The term ‘polypharmacy’ is used in the literature to describe the concurrent use of multiple drugs by a patient, specifically five or more. Polypharmacy can be appropriate and entirely justified [Citation1]. However, it has often given a negative connotation and adopted to capture the detrimental condition defined by the prescription of one or more drugs that are not or no longer needed by the patient [Citation2]. Notably, such polypharmacy has negative consequences on the patient, who is exposed to the risk of adverse drug reactions (ADRs) including falls [Citation3], incident frailty [Citation4], and hospitalization [Citation5]. At the same time, it also affects the sustainability of the public health system via direct (e.g. reimbursement of costs sustained for the provision of useless drugs) and indirect (e.g. hospitalizations due to ADRs) mechanisms. Indeed, even when a drug has no apparent harmful effects, its inappropriate prescription can still be caused detrimental consequences by complicating the patient’s therapy, negatively affecting his/her mood (e.g. making him/her feel sick and vulnerable), and increasing the costs.

Despite polypharmacy is today well recognized as a clinically relevant risk condition [Citation6], it seems highly prevalent (i.e. 26.3–39.9%) [Citation7] and growingly present [Citation8] in community-dwelling older persons. This fact represents a paradox since older persons (especially when frail) are usually excluded from randomized clinical trials, which means from the evidence supporting our clinical and therapeutic choices (i.e. the long-lasting evidence-based medicine issue affecting geriatrics) [Citation9,Citation10].

The clinical complexity of the organism tends to increase with aging. The age-related accumulation of health deficits determines the exhaustion of the organism’s homeostatic reserves [Citation11]. The resulting excess of vulnerability can then pave the way to the onset of adverse outcomes (e.g. hospitalizations, institutionalizations, disability, death) when stressed by endogenous and exogenous triggers. Interestingly, this condition, known as frailty, may represent the lever for shaping a novel way of practicing medicine and taking clinical decisions [Citation12]. Indeed, the concept of frailty has been developed to modernize the obsolete medical approach, too much disease-oriented. Although diseases are necessary in medicine for defining targets of intervention, their definition is growingly felt arguable and somehow disconnected from reality, especially in frail older persons [Citation13]. The categorical definitions of diseases may appear counterintuitive in a medical world tending toward systems biology and personalization of care. Indeed, the time-related, continuous accumulation of health deficits experienced by the organism results in a substantial clinical heterogeneity [Citation14]. Thus, frailty may represent a dynamic, multidimensional measure capturing the continuous nature of biological aging, enriching the standard assessment of the person.

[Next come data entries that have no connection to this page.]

//! uinput-based input injection backend.
//!
//! Creates two virtual evdev devices (mouse + keyboard) and replays
//! remote commands through them.
//!
//! # Requirements
//!
//! - Write access to `/dev/uinput` (run as root or add the user to the
//!   `input` group), and the `uinput` kernel module loaded.
//!
//! # Platform
//!
//! Linux-only. On other platforms the backend is defined but every
//! method returns an injection error, which the caller logs and
//! swallows per command.

#![cfg_attr(not(target_os = "linux"), allow(dead_code))]

use castlink_core::{CastError, InputBackend, KeyModifier, MouseButton};

/// Virtual-device input backend.
pub struct UinputBackend {
    #[cfg(target_os = "linux")]
    inner: linux_impl::Devices,
}

// ── Linux implementation ─────────────────────────────────────────

#[cfg(target_os = "linux")]
mod linux_impl {
    use super::*;
    use evdev::uinput::{VirtualDevice, VirtualDeviceBuilder};
    use evdev::{AttributeSet, EventType, InputEvent, Key, RelativeAxisType};

    /// Wheel detent granularity used when translating scroll deltas.
    const SCROLL_UNIT: f64 = 10.0;

    pub(super) struct Devices {
        mouse: VirtualDevice,
        keyboard: VirtualDevice,
        /// Last absolute position we moved to, for relative synthesis.
        last_pos: Option<(i32, i32)>,
    }

    impl UinputBackend {
        /// Create the virtual mouse and keyboard devices.
        pub fn new() -> Result<Self, CastError> {
            let mut mouse_keys = AttributeSet::<Key>::new();
            mouse_keys.insert(Key::BTN_LEFT);
            mouse_keys.insert(Key::BTN_RIGHT);
            mouse_keys.insert(Key::BTN_MIDDLE);

            let mut rel_axes = AttributeSet::<RelativeAxisType>::new();
            rel_axes.insert(RelativeAxisType::REL_X);
            rel_axes.insert(RelativeAxisType::REL_Y);
            rel_axes.insert(RelativeAxisType::REL_WHEEL);

            let mouse = VirtualDeviceBuilder::new()
                .and_then(|b| b.name("castlink mouse").with_keys(&mouse_keys))
                .and_then(|b| b.with_relative_axes(&rel_axes))
                .and_then(|b| b.build())
                .map_err(|e| CastError::Injection(format!("uinput mouse: {e}")))?;

            let mut key_set = AttributeSet::<Key>::new();
            for code in 1u16..=248 {
                key_set.insert(Key::new(code));
            }
            let keyboard = VirtualDeviceBuilder::new()
                .and_then(|b| b.name("castlink keyboard").with_keys(&key_set))
                .and_then(|b| b.build())
                .map_err(|e| CastError::Injection(format!("uinput keyboard: {e}")))?;

            Ok(Self {
                inner: Devices {
                    mouse,
                    keyboard,
                    last_pos: None,
                },
            })
        }
    }

    impl Devices {
        fn emit_mouse(&mut self, events: &[InputEvent]) -> Result<(), CastError> {
            self.mouse
                .emit(events)
                .map_err(|e| CastError::Injection(e.to_string()))
        }

        fn emit_keyboard(&mut self, events: &[InputEvent]) -> Result<(), CastError> {
            self.keyboard
                .emit(events)
                .map_err(|e| CastError::Injection(e.to_string()))
        }

        fn key_event(key: Key, pressed: bool) -> InputEvent {
            InputEvent::new(EventType::KEY, key.code(), pressed as i32)
        }

        fn button_key(button: MouseButton) -> Key {
            match button {
                MouseButton::Left => Key::BTN_LEFT,
                MouseButton::Right => Key::BTN_RIGHT,
                MouseButton::Middle => Key::BTN_MIDDLE,
            }
        }

        fn press_release(&mut self, button: MouseButton) -> Result<(), CastError> {
            let key = Self::button_key(button);
            self.emit_mouse(&[Self::key_event(key, true)])?;
            self.emit_mouse(&[Self::key_event(key, false)])
        }
    }

    impl InputBackend for UinputBackend {
        fn move_mouse(&mut self, x: i32, y: i32) -> Result<(), CastError> {
            // uinput mice are relative; synthesize the motion from the
            // last known position. The first move forces the pointer
            // into the top-left corner so the following delta lands on
            // an absolute position.
            let (dx, dy) = match self.inner.last_pos {
                Some((lx, ly)) => (x - lx, y - ly),
                None => {
                    self.inner.emit_mouse(&[
                        InputEvent::new(EventType::RELATIVE, RelativeAxisType::REL_X.0, -65_535),
                        InputEvent::new(EventType::RELATIVE, RelativeAxisType::REL_Y.0, -65_535),
                    ])?;
                    (x, y)
                }
            };
            self.inner.last_pos = Some((x, y));
            if dx == 0 && dy == 0 {
                return Ok(());
            }
            self.inner.emit_mouse(&[
                InputEvent::new(EventType::RELATIVE, RelativeAxisType::REL_X.0, dx),
                InputEvent::new(EventType::RELATIVE, RelativeAxisType::REL_Y.0, dy),
            ])
        }

        fn click(&mut self, button: MouseButton, double: bool) -> Result<(), CastError> {
            self.inner.press_release(button)?;
            if double {
                self.inner.press_release(button)?;
            }
            Ok(())
        }

        fn mouse_down(&mut self, button: MouseButton) -> Result<(), CastError> {
            let key = Devices::button_key(button);
            self.inner.emit_mouse(&[Devices::key_event(key, true)])
        }

        fn mouse_up(&mut self, button: MouseButton) -> Result<(), CastError> {
            let key = Devices::button_key(button);
            self.inner.emit_mouse(&[Devices::key_event(key, false)])
        }

        fn scroll(&mut self, delta_y: f64) -> Result<(), CastError> {
            let mut ticks = (delta_y / SCROLL_UNIT).round() as i32;
            if ticks == 0 && delta_y != 0.0 {
                ticks = delta_y.signum() as i32;
            }
            if ticks == 0 {
                return Ok(());
            }
            // Wheel-up is positive in evdev; deltaY is positive when
            // scrolling down.
            self.inner.emit_mouse(&[InputEvent::new(
                EventType::RELATIVE,
                RelativeAxisType::REL_WHEEL.0,
                -ticks,
            )])
        }

        fn key_tap(&mut self, key: &str, modifiers: &[KeyModifier]) -> Result<(), CastError> {
            let (code, shifted) = key_to_evdev(key)
                .ok_or_else(|| CastError::Injection(format!("unmapped key {key:?}")))?;

            let mut down = Vec::new();
            let mut up = Vec::new();
            for modifier in modifiers {
                let m = modifier_key(*modifier);
                down.push(Devices::key_event(m, true));
                up.push(Devices::key_event(m, false));
            }
            if shifted && !modifiers.contains(&KeyModifier::Shift) {
                down.push(Devices::key_event(Key::KEY_LEFTSHIFT, true));
                up.push(Devices::key_event(Key::KEY_LEFTSHIFT, false));
            }
            down.push(Devices::key_event(code, true));

            self.inner.emit_keyboard(&down)?;
            let mut release = vec![Devices::key_event(code, false)];
            release.extend(up.into_iter().rev());
            self.inner.emit_keyboard(&release)
        }

        fn type_text(&mut self, text: &str) -> Result<(), CastError> {
            for ch in text.chars() {
                let key = ch.to_string();
                if let Err(e) = self.key_tap(&key, &[]) {
                    // One untypeable character does not abort the rest.
                    tracing::debug!("skipping character {ch:?}: {e}");
                }
            }
            Ok(())
        }
    }

    fn modifier_key(modifier: KeyModifier) -> Key {
        match modifier {
            KeyModifier::Control => Key::KEY_LEFTCTRL,
            KeyModifier::Shift => Key::KEY_LEFTSHIFT,
            KeyModifier::Alt => Key::KEY_LEFTALT,
            KeyModifier::Command => Key::KEY_LEFTMETA,
        }
    }

    /// Map a browser-style key name to an evdev key, with a flag for
    /// characters that need shift.
    pub(super) fn key_to_evdev(key: &str) -> Option<(Key, bool)> {
        // Single characters first.
        if key.chars().count() == 1 {
            let ch = key.chars().next().expect("length checked");
            return char_to_evdev(ch);
        }

        let named = match key.to_ascii_lowercase().as_str() {
            "enter" | "return" => Key::KEY_ENTER,
            "escape" | "esc" => Key::KEY_ESC,
            "backspace" => Key::KEY_BACKSPACE,
            "tab" => Key::KEY_TAB,
            "space" | "spacebar" => Key::KEY_SPACE,
            "delete" => Key::KEY_DELETE,
            "insert" => Key::KEY_INSERT,
            "home" => Key::KEY_HOME,
            "end" => Key::KEY_END,
            "pageup" => Key::KEY_PAGEUP,
            "pagedown" => Key::KEY_PAGEDOWN,
            "arrowup" | "up" => Key::KEY_UP,
            "arrowdown" | "down" => Key::KEY_DOWN,
            "arrowleft" | "left" => Key::KEY_LEFT,
            "arrowright" | "right" => Key::KEY_RIGHT,
            "f1" => Key::KEY_F1,
            "f2" => Key::KEY_F2,
            "f3" => Key::KEY_F3,
            "f4" => Key::KEY_F4,
            "f5" => Key::KEY_F5,
            "f6" => Key::KEY_F6,
            "f7" => Key::KEY_F7,
            "f8" => Key::KEY_F8,
            "f9" => Key::KEY_F9,
            "f10" => Key::KEY_F10,
            "f11" => Key::KEY_F11,
            "f12" => Key::KEY_F12,
            _ => return None,
        };
        Some((named, false))
    }

    fn char_to_evdev(ch: char) -> Option<(Key, bool)> {
        let letter = |k| Some((k, false));
        let shifted = |k| Some((k, true));
        match ch {
            'a'..='z' => letter(Key::new(letter_code(ch))),
            'A'..='Z' => shifted(Key::new(letter_code(ch.to_ascii_lowercase()))),
            '0' => letter(Key::KEY_0),
            '1'..='9' => letter(Key::new(Key::KEY_1.code() + (ch as u16 - b'1' as u16))),
            ' ' => letter(Key::KEY_SPACE),
            '-' => letter(Key::KEY_MINUS),
            '_' => shifted(Key::KEY_MINUS),
            '=' => letter(Key::KEY_EQUAL),
            '+' => shifted(Key::KEY_EQUAL),
            '.' => letter(Key::KEY_DOT),
            ',' => letter(Key::KEY_COMMA),
            '/' => letter(Key::KEY_SLASH),
            '?' => shifted(Key::KEY_SLASH),
            ';' => letter(Key::KEY_SEMICOLON),
            ':' => shifted(Key::KEY_SEMICOLON),
            '\'' => letter(Key::KEY_APOSTROPHE),
            '"' => shifted(Key::KEY_APOSTROPHE),
            '[' => letter(Key::KEY_LEFTBRACE),
            ']' => letter(Key::KEY_RIGHTBRACE),
            '\\' => letter(Key::KEY_BACKSLASH),
            '`' => letter(Key::KEY_GRAVE),
            '\n' => letter(Key::KEY_ENTER),
            _ => None,
        }
    }

    /// evdev letter codes are not alphabetical; map via a table.
    fn letter_code(ch: char) -> u16 {
        match ch {
            'a' => Key::KEY_A.code(),
            'b' => Key::KEY_B.code(),
            'c' => Key::KEY_C.code(),
            'd' => Key::KEY_D.code(),
            'e' => Key::KEY_E.code(),
            'f' => Key::KEY_F.code(),
            'g' => Key::KEY_G.code(),
            'h' => Key::KEY_H.code(),
            'i' => Key::KEY_I.code(),
            'j' => Key::KEY_J.code(),
            'k' => Key::KEY_K.code(),
            'l' => Key::KEY_L.code(),
            'm' => Key::KEY_M.code(),
            'n' => Key::KEY_N.code(),
            'o' => Key::KEY_O.code(),
            'p' => Key::KEY_P.code(),
            'q' => Key::KEY_Q.code(),
            'r' => Key::KEY_R.code(),
            's' => Key::KEY_S.code(),
            't' => Key::KEY_T.code(),
            'u' => Key::KEY_U.code(),
            'v' => Key::KEY_V.code(),
            'w' => Key::KEY_W.code(),
            'x' => Key::KEY_X.code(),
            'y' => Key::KEY_Y.code(),
            'z' => Key::KEY_Z.code(),
            _ => Key::KEY_RESERVED.code(),
        }
    }

}

// ── NullBackend ──────────────────────────────────────────────────

/// Fallback used when the virtual devices cannot be created (no
/// `/dev/uinput` access). Every call errors; the injector logs and
/// swallows those per command, so sessions keep working view-only.
pub struct NullBackend;

impl InputBackend for NullBackend {
    fn move_mouse(&mut self, _x: i32, _y: i32) -> Result<(), CastError> {
        Err(CastError::Injection("no input backend available".into()))
    }
    fn click(&mut self, _button: MouseButton, _double: bool) -> Result<(), CastError> {
        Err(CastError::Injection("no input backend available".into()))
    }
    fn mouse_down(&mut self, _button: MouseButton) -> Result<(), CastError> {
        Err(CastError::Injection("no input backend available".into()))
    }
    fn mouse_up(&mut self, _button: MouseButton) -> Result<(), CastError> {
        Err(CastError::Injection("no input backend available".into()))
    }
    fn scroll(&mut self, _delta_y: f64) -> Result<(), CastError> {
        Err(CastError::Injection("no input backend available".into()))
    }
    fn key_tap(&mut self, _key: &str, _modifiers: &[KeyModifier]) -> Result<(), CastError> {
        Err(CastError::Injection("no input backend available".into()))
    }
    fn type_text(&mut self, _text: &str) -> Result<(), CastError> {
        Err(CastError::Injection("no input backend available".into()))
    }
}

// ── Non-Linux stub ───────────────────────────────────────────────

#[cfg(not(target_os = "linux"))]
mod stub {
    use super::*;

    impl UinputBackend {
        pub fn new() -> Result<Self, CastError> {
            Ok(Self {})
        }
    }

    fn unsupported() -> Result<(), CastError> {
        Err(CastError::Injection(
            "input injection is only available on Linux".into(),
        ))
    }

    impl InputBackend for UinputBackend {
        fn move_mouse(&mut self, _x: i32, _y: i32) -> Result<(), CastError> {
            unsupported()
        }
        fn click(&mut self, _button: MouseButton, _double: bool) -> Result<(), CastError> {
            unsupported()
        }
        fn mouse_down(&mut self, _button: MouseButton) -> Result<(), CastError> {
            unsupported()
        }
        fn mouse_up(&mut self, _button: MouseButton) -> Result<(), CastError> {
            unsupported()
        }
        fn scroll(&mut self, _delta_y: f64) -> Result<(), CastError> {
            unsupported()
        }
        fn key_tap(&mut self, _key: &str, _modifiers: &[KeyModifier]) -> Result<(), CastError> {
            unsupported()
        }
        fn type_text(&mut self, _text: &str) -> Result<(), CastError> {
            unsupported()
        }
    }
}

Unfortunately, to date, traditional medicine is still primarily based on the obsolete standalone-disease approach to the patient (). This sterile approach automatically leads to the risk that every abnormality is individually considered and treated without the necessary comprehensive evaluation of the person. For every disease, a specific monodimensional solution is assumed. It implicitly introduces a ‘one-fits-all’ behavior in the drug prescription, forcing the standardization of something that cannot be standardized. However, working per silos leads to the unavoidable consequence of adding drugs over drugs to treat every detected abnormality (sometimes in the absence of clinical relevance). This catastrophic mistake becomes particularly evident in frail patients, presenting multimorbidity and living on the edge of extreme vulnerability. A wrong prescription might indeed represent the above-mentioned exogenous stressor precipitating the individual into the adverse outcomes of his/her frailty status. Moreover, the risk–benefit ratio of a specific drug tends to increase when numerous comorbidities and related therapies water the target condition. Therefore, frail individuals may not benefit from the intervention but merely remain exposed to the harmful effects of it.

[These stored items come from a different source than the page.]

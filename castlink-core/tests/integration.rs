//! End-to-end session tests: capture loop → session fan-out → TCP →
//! viewer channel → renderer, plus the remote-control return path.

use std::sync::{Arc, Mutex};
use std::time::{Duration, Instant};

use async_trait::async_trait;
use tokio::net::TcpListener;
use tokio::sync::mpsc;

use castlink_core::capture::{CaptureEvent, CaptureLoop, RawImage, ScreenGrabber};
use castlink_core::{
    CaptureControl, CaptureSettings, CaptureState, CastError, Frame, FrameRenderer, HostChannel,
    HostMessage, InputBackend, KeyModifier, MouseButton, PaintSurface, RemoteControl, ScreenSize,
    Session, ViewerChannel, ViewerMessage,
};

// ── Test doubles ─────────────────────────────────────────────────

struct TestGrabber;

#[async_trait]
impl ScreenGrabber for TestGrabber {
    async fn grab(&self, _screen: usize) -> Result<RawImage, CastError> {
        Ok(RawImage::packed(16, 8, vec![0x40; 16 * 8 * 4]))
    }

    async fn screen_size(&self, _screen: usize) -> Result<ScreenSize, CastError> {
        Ok(ScreenSize::new(16, 8))
    }
}

#[derive(Default)]
struct CountingBackend {
    calls: Arc<Mutex<Vec<String>>>,
}

impl InputBackend for CountingBackend {
    fn move_mouse(&mut self, x: i32, y: i32) -> Result<(), CastError> {
        self.calls.lock().unwrap().push(format!("move {x},{y}"));
        Ok(())
    }
    fn click(&mut self, _button: MouseButton, _double: bool) -> Result<(), CastError> {
        self.calls.lock().unwrap().push("click".into());
        Ok(())
    }
    fn mouse_down(&mut self, _button: MouseButton) -> Result<(), CastError> {
        self.calls.lock().unwrap().push("down".into());
        Ok(())
    }
    fn mouse_up(&mut self, _button: MouseButton) -> Result<(), CastError> {
        self.calls.lock().unwrap().push("up".into());
        Ok(())
    }
    fn scroll(&mut self, _delta_y: f64) -> Result<(), CastError> {
        self.calls.lock().unwrap().push("scroll".into());
        Ok(())
    }
    fn key_tap(&mut self, key: &str, _modifiers: &[KeyModifier]) -> Result<(), CastError> {
        self.calls.lock().unwrap().push(format!("key {key}"));
        Ok(())
    }
    fn type_text(&mut self, text: &str) -> Result<(), CastError> {
        self.calls.lock().unwrap().push(format!("text {text}"));
        Ok(())
    }
}

#[derive(Default)]
struct CountingSurface {
    painted: usize,
}

impl PaintSurface for CountingSurface {
    fn resize(&mut self, _width: u32, _height: u32) {}
    fn paint(&mut self, _rgb: &[u8], _width: u32, _height: u32) {
        self.painted += 1;
    }
}

// ── Miniature host wiring ────────────────────────────────────────

/// Wires a session, capture loop and remote control behind a TCP
/// listener the way the host service does, returning the bound
/// address and the injection call log.
async fn spawn_host() -> (std::net::SocketAddr, Arc<Mutex<Vec<String>>>) {
    let listener = TcpListener::bind("127.0.0.1:0").await.unwrap();
    let addr = listener.local_addr().unwrap();

    let (session, mut control_rx) = Session::with_debounce(Duration::from_millis(200));
    let grabber = Arc::new(TestGrabber);
    let (event_tx, mut event_rx) = mpsc::channel(64);
    let capture = Arc::new(CaptureLoop::new(Arc::clone(&grabber), event_tx));

    let backend = CountingBackend::default();
    let calls = Arc::clone(&backend.calls);
    let remote = Arc::new(Mutex::new(RemoteControl::new(backend)));

    // Capture lifecycle driven by viewer-count transitions.
    {
        let session = Arc::clone(&session);
        let capture = Arc::clone(&capture);
        tokio::spawn(async move {
            while let Some(command) = control_rx.recv().await {
                match command {
                    CaptureControl::Start => {
                        let settings = CaptureSettings {
                            target_fps: 60,
                            ..Default::default()
                        };
                        match capture.start(settings).await {
                            Ok(info) => {
                                session.set_host_screen(info.screen);
                                session.set_capture_state(CaptureState::Capturing);
                                session.broadcast(HostMessage::CaptureStarted);
                            }
                            Err(e) => {
                                session.broadcast(HostMessage::CaptureError {
                                    message: e.to_string(),
                                    kind: castlink_core::ErrorKind::CaptureError,
                                });
                            }
                        }
                    }
                    CaptureControl::Stop => {
                        capture.stop();
                        session.set_capture_state(CaptureState::Idle);
                        session.broadcast(HostMessage::CaptureStopped);
                    }
                }
            }
        });
    }

    // Frame pump.
    {
        let session = Arc::clone(&session);
        tokio::spawn(async move {
            while let Some(event) = event_rx.recv().await {
                if let CaptureEvent::Frame(frame) = event {
                    session.publish_frame(frame);
                }
            }
        });
    }

    // Accept loop.
    {
        let session = Arc::clone(&session);
        tokio::spawn(async move {
            loop {
                let Ok((stream, _)) = listener.accept().await else {
                    break;
                };
                let mut channel = HostChannel::new(stream);
                let viewer = session.register_viewer(channel.sender());

                if let Some(frame) = session.last_frame() {
                    session.send_to(viewer, HostMessage::from_frame(&frame));
                }
                session.send_to(
                    viewer,
                    HostMessage::CaptureStatus(
                        session.status_snapshot(&CaptureSettings::default()),
                    ),
                );

                let session = Arc::clone(&session);
                let remote = Arc::clone(&remote);
                tokio::spawn(async move {
                    while let Some(message) = channel.recv().await {
                        match message {
                            ViewerMessage::EnableRemoteControl => {
                                let screen = session.remote_control().host_screen;
                                remote.lock().unwrap().enable(screen);
                                session.enable_remote_control(screen);
                            }
                            ViewerMessage::DisableRemoteControl => {
                                remote.lock().unwrap().disable();
                                session.disable_remote_control();
                            }
                            other => {
                                remote.lock().unwrap().apply(&other, Instant::now());
                            }
                        }
                    }
                    session.unregister_viewer(viewer);
                });
            }
        });
    }

    (addr, calls)
}

async fn recv_until<F>(viewer: &mut ViewerChannel, mut predicate: F) -> Option<HostMessage>
where
    F: FnMut(&HostMessage) -> bool,
{
    tokio::time::timeout(Duration::from_secs(5), async {
        while let Some(message) = viewer.recv().await {
            if predicate(&message) {
                return Some(message);
            }
        }
        None
    })
    .await
    .ok()
    .flatten()
}

// ── Tests ────────────────────────────────────────────────────────

#[tokio::test]
async fn viewer_join_starts_capture_and_receives_frames() {
    let (addr, _calls) = spawn_host().await;
    let mut viewer = ViewerChannel::connect(&addr.to_string()).await.unwrap();

    assert!(recv_until(&mut viewer, |m| matches!(m, HostMessage::CaptureStarted))
        .await
        .is_some());

    // Collect a few frames and feed them through the renderer: the
    // painted sequence must be strictly increasing even if the
    // transport duplicated anything.
    let mut renderer = FrameRenderer::new(CountingSurface::default());
    let mut accepted = 0;
    while accepted < 3 {
        let Some(message) = recv_until(&mut viewer, |m| {
            matches!(m, HostMessage::ScreenFrame { .. })
        })
        .await
        else {
            panic!("frame stream dried up");
        };
        let frame = Frame::from_message(&message).unwrap().unwrap();
        assert_eq!((frame.width, frame.height), (16, 8));
        if renderer.on_frame(&frame).unwrap() {
            accepted += 1;
        }
    }
    assert!(renderer.last_sequence() >= 3);
}

#[tokio::test]
async fn stale_frames_are_never_rendered() {
    let (addr, _calls) = spawn_host().await;
    let mut viewer = ViewerChannel::connect(&addr.to_string()).await.unwrap();

    let first = recv_until(&mut viewer, |m| matches!(m, HostMessage::ScreenFrame { .. }))
        .await
        .expect("no frame");
    let frame = Frame::from_message(&first).unwrap().unwrap();

    let mut renderer = FrameRenderer::new(CountingSurface::default());
    assert!(renderer.on_frame(&frame).unwrap());
    // A duplicate of the same frame must be a no-op.
    assert!(!renderer.on_frame(&frame).unwrap());
    assert_eq!(renderer.surface().painted, 1);
}

#[tokio::test]
async fn remote_control_round_trip() {
    let (addr, calls) = spawn_host().await;
    let mut viewer = ViewerChannel::connect(&addr.to_string()).await.unwrap();

    // Commands sent while disabled must not reach the backend.
    viewer
        .send(ViewerMessage::MouseClick {
            button: MouseButton::Left,
            double: false,
        })
        .await
        .unwrap();
    viewer
        .send(ViewerMessage::KeyPress {
            key: "a".into(),
            modifiers: vec![],
        })
        .await
        .unwrap();

    viewer.send(ViewerMessage::EnableRemoteControl).await.unwrap();
    let status = recv_until(&mut viewer, |m| {
        matches!(m, HostMessage::RemoteControlStatus { .. })
    })
    .await
    .expect("no remote-control-status");
    assert_eq!(status, HostMessage::RemoteControlStatus { enabled: true });

    assert!(calls.lock().unwrap().is_empty());

    viewer
        .send(ViewerMessage::MouseClick {
            button: MouseButton::Left,
            double: true,
        })
        .await
        .unwrap();
    viewer
        .send(ViewerMessage::TypeText { text: "hi".into() })
        .await
        .unwrap();

    tokio::time::timeout(Duration::from_secs(5), async {
        loop {
            if calls.lock().unwrap().len() >= 2 {
                break;
            }
            tokio::time::sleep(Duration::from_millis(10)).await;
        }
    })
    .await
    .expect("injector never called");

    let log = calls.lock().unwrap().clone();
    assert_eq!(log, vec!["click".to_string(), "text hi".to_string()]);
}

#[tokio::test]
async fn late_joiner_receives_current_picture_immediately() {
    let (addr, _calls) = spawn_host().await;

    // First viewer warms the session up.
    let mut first = ViewerChannel::connect(&addr.to_string()).await.unwrap();
    recv_until(&mut first, |m| matches!(m, HostMessage::ScreenFrame { .. }))
        .await
        .expect("no frame for first viewer");

    // The second viewer's very first frame is the replayed last frame
    // (or a fresher live one) — it never has to wait for status first.
    let mut second = ViewerChannel::connect(&addr.to_string()).await.unwrap();
    let message = tokio::time::timeout(Duration::from_secs(5), second.recv())
        .await
        .expect("timed out")
        .expect("disconnected");
    assert!(
        matches!(message, HostMessage::ScreenFrame { .. }),
        "expected an immediate frame, got {message:?}"
    );
}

Figure 1. The standalone-disease approach, typical of traditional medicine, assumes that there is a treatment for each disease. The established relationship between the single disease and its treatment (composed by potentially multiple drugs) is unique and bidirectional: the treatment is taken because of the disease, and the disease is improved by the treatment. The onset of adverse reactions is often managed following the same vertical approach leading to the prescribing cascade

Figure 1. The standalone-disease approach, typical of traditional medicine, assumes that there is a treatment for each disease. The established relationship between the single disease and its treatment (composed by potentially multiple drugs) is unique and bidirectional: the treatment is taken because of the disease, and the disease is improved by the treatment. The onset of adverse reactions is often managed following the same vertical approach leading to the prescribing cascade

Furthermore, as sketched in , the presence of multiple diseases, each theoretically requiring specific treatment, subtly and exponentially increases the number of disease–disease, disease–drug, and drug–drug interactions. Besides explaining why polypharmacy is associated with an age-independent risk of ADRs [Citation15], this clinical approach underestimates the different strengths of the established interactions (among diseases, drugs, and both).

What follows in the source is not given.